*Work instruction:* Once you have located the line containing "filename crates/sdtm-report/src/output.rs" in the material below, return it exactly along with each line after it through the line containing "a file behind.".

*Supplied records:*
———
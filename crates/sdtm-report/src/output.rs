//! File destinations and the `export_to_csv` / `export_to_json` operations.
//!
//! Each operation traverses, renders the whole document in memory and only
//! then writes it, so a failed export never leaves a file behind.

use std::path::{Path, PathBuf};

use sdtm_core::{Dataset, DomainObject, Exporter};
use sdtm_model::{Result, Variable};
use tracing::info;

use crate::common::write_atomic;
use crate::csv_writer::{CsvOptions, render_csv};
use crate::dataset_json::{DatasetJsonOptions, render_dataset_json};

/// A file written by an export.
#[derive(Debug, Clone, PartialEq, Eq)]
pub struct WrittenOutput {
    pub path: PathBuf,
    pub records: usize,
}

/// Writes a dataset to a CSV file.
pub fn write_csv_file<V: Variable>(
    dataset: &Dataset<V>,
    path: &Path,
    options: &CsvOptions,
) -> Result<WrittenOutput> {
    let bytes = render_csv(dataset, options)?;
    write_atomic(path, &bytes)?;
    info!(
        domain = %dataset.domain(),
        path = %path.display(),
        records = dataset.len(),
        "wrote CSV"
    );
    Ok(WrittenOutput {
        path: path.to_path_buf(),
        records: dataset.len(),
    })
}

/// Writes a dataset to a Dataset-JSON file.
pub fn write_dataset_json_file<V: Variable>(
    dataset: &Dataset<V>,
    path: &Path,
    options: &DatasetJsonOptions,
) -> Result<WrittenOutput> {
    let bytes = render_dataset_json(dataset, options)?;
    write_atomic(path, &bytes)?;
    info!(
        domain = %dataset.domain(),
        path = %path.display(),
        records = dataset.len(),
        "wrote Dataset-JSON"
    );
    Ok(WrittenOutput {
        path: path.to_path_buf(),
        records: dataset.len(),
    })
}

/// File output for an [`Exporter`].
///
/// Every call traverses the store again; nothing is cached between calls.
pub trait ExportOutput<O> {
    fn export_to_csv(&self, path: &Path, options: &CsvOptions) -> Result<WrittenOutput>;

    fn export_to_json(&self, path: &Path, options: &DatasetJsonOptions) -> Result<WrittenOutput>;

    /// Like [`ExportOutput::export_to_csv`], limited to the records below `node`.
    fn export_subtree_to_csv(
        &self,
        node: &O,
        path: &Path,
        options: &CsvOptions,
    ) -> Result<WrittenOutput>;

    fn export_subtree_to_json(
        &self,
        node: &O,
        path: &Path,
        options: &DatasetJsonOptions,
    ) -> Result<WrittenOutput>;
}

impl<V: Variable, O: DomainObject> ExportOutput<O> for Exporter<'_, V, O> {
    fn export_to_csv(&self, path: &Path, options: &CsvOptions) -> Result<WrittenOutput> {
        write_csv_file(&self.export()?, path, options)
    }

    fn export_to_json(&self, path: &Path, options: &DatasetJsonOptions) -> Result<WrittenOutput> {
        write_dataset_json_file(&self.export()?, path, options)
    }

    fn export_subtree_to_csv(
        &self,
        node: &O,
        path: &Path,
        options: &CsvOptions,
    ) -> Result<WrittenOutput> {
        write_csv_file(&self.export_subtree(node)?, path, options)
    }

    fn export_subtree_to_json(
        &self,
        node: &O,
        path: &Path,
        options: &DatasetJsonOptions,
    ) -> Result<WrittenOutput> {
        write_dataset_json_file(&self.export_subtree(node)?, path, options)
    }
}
———
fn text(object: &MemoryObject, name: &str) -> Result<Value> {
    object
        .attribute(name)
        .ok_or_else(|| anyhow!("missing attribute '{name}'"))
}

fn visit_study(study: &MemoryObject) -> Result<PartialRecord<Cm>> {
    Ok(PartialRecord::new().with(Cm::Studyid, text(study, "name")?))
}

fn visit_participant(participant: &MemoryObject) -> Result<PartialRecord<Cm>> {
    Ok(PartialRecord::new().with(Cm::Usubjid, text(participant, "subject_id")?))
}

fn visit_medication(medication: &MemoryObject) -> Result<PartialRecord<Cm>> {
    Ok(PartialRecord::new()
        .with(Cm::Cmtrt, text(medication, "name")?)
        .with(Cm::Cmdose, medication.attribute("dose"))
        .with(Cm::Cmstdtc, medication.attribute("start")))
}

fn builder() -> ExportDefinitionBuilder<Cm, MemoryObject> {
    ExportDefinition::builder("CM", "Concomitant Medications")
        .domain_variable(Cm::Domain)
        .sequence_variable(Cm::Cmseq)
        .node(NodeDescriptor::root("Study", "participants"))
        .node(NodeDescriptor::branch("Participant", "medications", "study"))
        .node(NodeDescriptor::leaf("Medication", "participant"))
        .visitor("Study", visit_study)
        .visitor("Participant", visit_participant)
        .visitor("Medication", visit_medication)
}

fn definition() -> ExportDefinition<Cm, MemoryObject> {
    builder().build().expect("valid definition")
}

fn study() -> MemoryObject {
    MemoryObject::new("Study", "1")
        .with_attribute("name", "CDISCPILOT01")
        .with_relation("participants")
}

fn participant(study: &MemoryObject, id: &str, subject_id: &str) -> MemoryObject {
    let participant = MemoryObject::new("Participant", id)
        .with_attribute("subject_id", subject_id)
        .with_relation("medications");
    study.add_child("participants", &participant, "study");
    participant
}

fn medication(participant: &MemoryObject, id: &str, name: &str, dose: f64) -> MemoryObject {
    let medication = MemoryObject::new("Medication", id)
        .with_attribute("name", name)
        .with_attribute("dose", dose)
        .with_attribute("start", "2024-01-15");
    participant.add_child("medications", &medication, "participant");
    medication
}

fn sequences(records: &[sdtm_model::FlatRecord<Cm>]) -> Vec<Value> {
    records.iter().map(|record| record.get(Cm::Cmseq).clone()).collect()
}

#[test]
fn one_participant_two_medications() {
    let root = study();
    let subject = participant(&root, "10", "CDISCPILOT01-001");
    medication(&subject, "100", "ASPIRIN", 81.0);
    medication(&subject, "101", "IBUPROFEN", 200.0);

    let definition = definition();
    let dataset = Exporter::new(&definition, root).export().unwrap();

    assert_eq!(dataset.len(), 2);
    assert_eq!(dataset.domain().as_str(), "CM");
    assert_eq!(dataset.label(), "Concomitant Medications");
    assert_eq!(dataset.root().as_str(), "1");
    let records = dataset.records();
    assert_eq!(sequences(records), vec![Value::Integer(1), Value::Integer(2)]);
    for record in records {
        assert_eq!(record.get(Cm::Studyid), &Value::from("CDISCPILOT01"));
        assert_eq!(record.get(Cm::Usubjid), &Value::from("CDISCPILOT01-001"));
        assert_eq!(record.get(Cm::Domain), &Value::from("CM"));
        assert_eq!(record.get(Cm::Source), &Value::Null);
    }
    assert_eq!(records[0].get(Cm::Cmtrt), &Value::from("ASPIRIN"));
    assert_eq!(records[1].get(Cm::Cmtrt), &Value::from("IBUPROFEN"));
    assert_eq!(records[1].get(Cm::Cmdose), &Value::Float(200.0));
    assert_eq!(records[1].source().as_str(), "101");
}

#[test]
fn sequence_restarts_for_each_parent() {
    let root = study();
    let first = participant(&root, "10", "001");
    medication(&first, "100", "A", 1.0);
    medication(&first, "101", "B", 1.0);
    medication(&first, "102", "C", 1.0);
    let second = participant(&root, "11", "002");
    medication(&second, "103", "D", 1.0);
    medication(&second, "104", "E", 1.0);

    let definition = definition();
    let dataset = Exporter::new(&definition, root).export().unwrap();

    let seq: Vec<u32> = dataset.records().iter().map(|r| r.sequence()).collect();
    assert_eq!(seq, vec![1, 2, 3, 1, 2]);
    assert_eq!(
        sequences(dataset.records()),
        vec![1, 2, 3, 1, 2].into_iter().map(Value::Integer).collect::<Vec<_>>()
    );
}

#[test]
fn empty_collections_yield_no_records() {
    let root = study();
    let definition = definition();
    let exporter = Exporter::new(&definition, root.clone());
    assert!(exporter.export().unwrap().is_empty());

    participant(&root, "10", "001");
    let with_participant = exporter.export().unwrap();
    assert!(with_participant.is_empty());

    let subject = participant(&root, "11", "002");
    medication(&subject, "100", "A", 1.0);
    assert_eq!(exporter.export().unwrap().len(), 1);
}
———
*Result below:*
filename crates/sdtm-report/src/output.rs
//! File destinations and the `export_to_csv` / `export_to_json` operations.
//!
//! Each operation traverses, renders the whole document in memory and only
//! then writes it, so a failed export never leaves a file behind.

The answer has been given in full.